• WHAT YOU WILL DO: List all lines of the data containing the word "super".

(Stored data entries)
============================================================

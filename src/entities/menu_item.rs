use chrono::{DateTime, Utc};
use rust_decimal::Decimal;
use sea_orm::entity::prelude::*;
use serde::{Deserialize, Serialize};

/// The `menu_items` table.
///
/// Mutated only by admin operations. Orders never reference the live price
/// after placement; see `order_item::Model::price_at_order`.
#[derive(Clone, Debug, PartialEq, DeriveEntityModel, Serialize, Deserialize)]
#[sea_orm(table_name = "menu_items")]
pub struct Model {
    #[sea_orm(primary_key)]
    pub id: i32,

    pub name: String,

    /// Current unit price.
    #[sea_orm(column_type = "Decimal(Some((10, 2)))")]
    pub price: Decimal,

    pub meal_type_id: i32,

    pub is_available: bool,

    pub created_at: DateTime<Utc>,

    pub updated_at: DateTime<Utc>,
}

#[derive(Copy, Clone, Debug, EnumIter, DeriveRelation)]
pub enum Relation {
    #[sea_orm(
        belongs_to = "super::meal_type::Entity",
        from = "Column::MealTypeId",
        to = "super::meal_type::Column::Id",
        on_update = "Cascade",
        on_delete = "Restrict"
    )]
    MealType,

    #[sea_orm(has_many = "super::order_item::Entity")]
    OrderItems,
}

impl Related<super::meal_type::Entity> for Entity {
    fn to() -> RelationDef {
        Relation::MealType.def()
    }
}

impl Related<super::order_item::Entity> for Entity {
    fn to() -> RelationDef {
        Relation::OrderItems.def()
    }
}

impl ActiveModelBehavior for ActiveModel {}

============================================================

• THE ANSWER:
        belongs_to = "super::meal_type::Entity",
        to = "super::meal_type::Column::Id",
    #[sea_orm(has_many = "super::order_item::Entity")]
impl Related<super::meal_type::Entity> for Entity {
impl Related<super::order_item::Entity> for Entity {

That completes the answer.